| What the task requires |
In the entries below, every line with the string "upper" is to be reported.

Stored items:
/// Sorted non-missing numeric values of a column; errors when there are none.
fn sorted_numbers(table: &Table, column: &str, purpose: &str) -> Result<Vec<f64>> {
    let mut numbers: Vec<f64> = column_values(table, column)?
        .iter()
        .filter_map(Value::as_number)
        .collect();
    if numbers.is_empty() {
        return Err(ScourError::InvalidInput(format!(
            "column '{}' has no numeric values to {}",
            column, purpose
        )));
    }
    numbers.sort_by(|a, b| a.partial_cmp(b).unwrap_or(std::cmp::Ordering::Equal));
    Ok(numbers)
}

fn drop_missing_rows(table: &Table, columns: Option<&[String]>) -> Result<Table> {
    let considered: Vec<&str> = match columns {
        Some(cols) => {
            for col in cols {
                if !table.contains_column(col) {
                    return Err(ScourError::UnknownColumn(col.clone()));
                }
            }
            cols.iter().map(|c| c.as_str()).collect()
        }
        None => table.column_names().collect(),
    };

    let mut keep = vec![true; table.row_count()];
    for name in considered {
        if let Some(values) = table.column(name) {
            for (row, value) in values.iter().enumerate() {
                if value.is_missing() {
                    keep[row] = false;
                }
            }
        }
    }

    let mut next = table.clone();
    next.retain_rows(&keep);
    Ok(next)
}

fn fill_missing(table: &Table, column: &str, strategy: &FillStrategy) -> Result<Table> {
    let values = column_values(table, column)?;

    let fill = match strategy {
        FillStrategy::Mean => {
            let numbers = sorted_numbers(table, column, "aggregate")?;
            Value::Number(numbers.iter().sum::<f64>() / numbers.len() as f64)
        }
        FillStrategy::Median => {
            let numbers = sorted_numbers(table, column, "aggregate")?;
            Value::Number(quantile(&numbers, 0.5))
        }
        FillStrategy::Mode => {
            let mut counts: Vec<(Value, usize)> = Vec::new();
            for value in values.iter().filter(|v| !v.is_missing()) {
                match counts.iter_mut().find(|(seen, _)| seen == value) {
                    Some((_, n)) => *n += 1,
                    None => counts.push((value.clone(), 1)),
                }
            }
            counts
                .into_iter()
                .max_by_key(|(_, n)| *n)
                .map(|(v, _)| v)
                .ok_or_else(|| {
                    ScourError::InvalidInput(format!(
                        "column '{}' has no values to take a mode from",
                        column
                    ))
                })?
        }
        FillStrategy::Constant { value } => parse_cell(value),
    };

    let filled: Vec<Value> = values
        .iter()
        .map(|v| if v.is_missing() { fill.clone() } else { v.clone() })
        .collect();
    let mut next = table.clone();
    next.replace_column(column, filled)?;
    Ok(next)
}

fn clip_outliers(table: &Table, column: &str, multiplier: f64) -> Result<Table> {
    let numbers = sorted_numbers(table, column, "clip")?;
    let q1 = quantile(&numbers, 0.25);
    let q3 = quantile(&numbers, 0.75);
    let iqr = q3 - q1;
    let lower = q1 - multiplier * iqr;
    let upper = q3 + multiplier * iqr;

    let clipped: Vec<Value> = column_values(table, column)?
        .iter()
        .map(|v| match v {
            Value::Number(n) => Value::Number(n.clamp(lower, upper)),
            other => other.clone(),
        })
        .collect();
    let mut next = table.clone();
    next.replace_column(column, clipped)?;
    Ok(next)
}

fn map_values(table: &Table, column: &str, mapping: &HashMap<String, String>) -> Result<Table> {
    let mapped: Vec<Value> = column_values(table, column)?
        .iter()
        .map(|v| {
            if v.is_missing() {
                return v.clone();
            }
            match mapping.get(&v.to_string()) {
                Some(replacement) => parse_cell(replacement),
                None => v.clone(),
            }
        })
        .collect();
    let mut next = table.clone();
    next.replace_column(column, mapped)?;
    Ok(next)
}

fn convert_na(table: &Table, column: &str, na_values: &[String]) -> Result<Table> {
    let converted: Vec<Value> = column_values(table, column)?
        .iter()
        .map(|v| {
            let text = v.to_string();
            if na_values.iter().any(|na| na.eq_ignore_ascii_case(&text)) {
                Value::Missing
            } else {
                v.clone()
            }
        })
        .collect();
    let mut next = table.clone();
    next.replace_column(column, converted)?;
    Ok(next)
}

fn coerce(table: &Table, column: &str, target: CoerceTarget) -> Result<Table> {
    let coerced: Vec<Value> = column_values(table, column)?
        .iter()
        .map(|v| coerce_cell(v, target))
        .collect();
    let mut next = table.clone();
    next.replace_column(column, coerced)?;
    Ok(next)
}

/// Coerce one cell; non-convertible cells become the missing marker.
fn coerce_cell(value: &Value, target: CoerceTarget) -> Value {
    if value.is_missing() {
        return Value::Missing;
    }
    match target {
        CoerceTarget::Number => match value {
            Value::Number(n) => Value::Number(*n),
            Value::Bool(b) => Value::Number(if *b { 1.0 } else { 0.0 }),
            Value::Text(s) => match s.trim().parse::<f64>() {
                Ok(n) => Value::Number(n),
                Err(_) => Value::Missing,
            },
            _ => Value::Missing,
        },
        CoerceTarget::Text => Value::Text(value.to_string()),
        CoerceTarget::Bool => match value {
            Value::Bool(b) => Value::Bool(*b),
            Value::Number(n) if *n == 1.0 => Value::Bool(true),
            Value::Number(n) if *n == 0.0 => Value::Bool(false),
            Value::Text(s) => match s.trim().to_lowercase().as_str() {
                "true" | "yes" | "t" | "y" | "1" => Value::Bool(true),
                "false" | "no" | "f" | "n" | "0" => Value::Bool(false),
                _ => Value::Missing,
            },
            _ => Value::Missing,
        },
    }
}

| Task response |
    let upper = q3 + multiplier * iqr;
            Value::Number(n) => Value::Number(n.clamp(lower, upper)),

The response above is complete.